§ **WHAT YOU WILL DO**
Every line in the records below with the string "NonIndex" is to be copied out.

[Opening RECORDED INFORMATION section]

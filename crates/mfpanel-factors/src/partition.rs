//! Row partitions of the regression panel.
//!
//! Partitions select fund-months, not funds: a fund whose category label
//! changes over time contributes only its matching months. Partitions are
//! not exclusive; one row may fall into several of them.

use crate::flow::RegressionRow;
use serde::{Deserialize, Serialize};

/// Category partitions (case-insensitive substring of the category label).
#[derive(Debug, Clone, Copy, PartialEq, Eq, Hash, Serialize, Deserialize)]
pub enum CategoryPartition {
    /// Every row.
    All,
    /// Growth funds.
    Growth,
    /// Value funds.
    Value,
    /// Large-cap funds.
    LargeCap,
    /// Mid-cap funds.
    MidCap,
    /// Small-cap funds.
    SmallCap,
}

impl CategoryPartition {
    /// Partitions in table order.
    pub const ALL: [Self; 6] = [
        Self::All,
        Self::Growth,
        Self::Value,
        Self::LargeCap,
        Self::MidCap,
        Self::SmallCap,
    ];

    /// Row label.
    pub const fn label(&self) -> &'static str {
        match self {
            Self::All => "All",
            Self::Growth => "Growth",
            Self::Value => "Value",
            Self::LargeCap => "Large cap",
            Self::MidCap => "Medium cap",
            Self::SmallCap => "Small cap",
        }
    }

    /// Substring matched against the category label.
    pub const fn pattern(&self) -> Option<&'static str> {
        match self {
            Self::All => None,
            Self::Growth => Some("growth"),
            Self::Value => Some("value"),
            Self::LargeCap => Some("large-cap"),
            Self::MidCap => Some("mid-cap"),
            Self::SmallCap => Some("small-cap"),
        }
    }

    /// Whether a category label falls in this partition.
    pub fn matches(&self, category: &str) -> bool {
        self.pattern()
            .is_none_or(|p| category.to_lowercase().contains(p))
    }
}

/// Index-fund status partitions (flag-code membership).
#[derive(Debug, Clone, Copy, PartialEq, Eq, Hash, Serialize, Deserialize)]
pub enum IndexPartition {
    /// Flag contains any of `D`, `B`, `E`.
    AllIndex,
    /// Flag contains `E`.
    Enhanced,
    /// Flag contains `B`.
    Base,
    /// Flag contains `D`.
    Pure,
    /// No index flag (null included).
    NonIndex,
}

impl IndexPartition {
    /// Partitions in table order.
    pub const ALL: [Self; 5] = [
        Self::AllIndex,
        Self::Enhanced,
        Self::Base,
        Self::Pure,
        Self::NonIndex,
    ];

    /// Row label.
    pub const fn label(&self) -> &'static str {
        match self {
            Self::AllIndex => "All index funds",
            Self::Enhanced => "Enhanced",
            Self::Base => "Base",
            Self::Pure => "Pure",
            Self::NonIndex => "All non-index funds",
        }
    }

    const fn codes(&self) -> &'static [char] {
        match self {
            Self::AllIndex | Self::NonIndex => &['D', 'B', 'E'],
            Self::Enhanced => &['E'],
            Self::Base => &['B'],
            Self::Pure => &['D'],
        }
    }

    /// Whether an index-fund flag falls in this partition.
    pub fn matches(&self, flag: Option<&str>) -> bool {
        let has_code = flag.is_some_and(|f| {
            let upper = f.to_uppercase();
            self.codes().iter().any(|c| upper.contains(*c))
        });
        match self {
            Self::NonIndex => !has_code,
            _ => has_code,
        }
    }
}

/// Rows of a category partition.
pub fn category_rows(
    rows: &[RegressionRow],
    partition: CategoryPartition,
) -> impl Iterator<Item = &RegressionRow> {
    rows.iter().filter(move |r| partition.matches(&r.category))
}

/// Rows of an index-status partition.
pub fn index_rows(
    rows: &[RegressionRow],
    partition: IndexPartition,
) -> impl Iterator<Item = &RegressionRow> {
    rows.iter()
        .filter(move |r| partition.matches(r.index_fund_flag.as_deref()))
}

[Closing RECORDED INFORMATION section]

§ **REPLY**
    NonIndex,
        Self::NonIndex,
            Self::NonIndex => "All non-index funds",
            Self::AllIndex | Self::NonIndex => &['D', 'B', 'E'],
            Self::NonIndex => !has_code,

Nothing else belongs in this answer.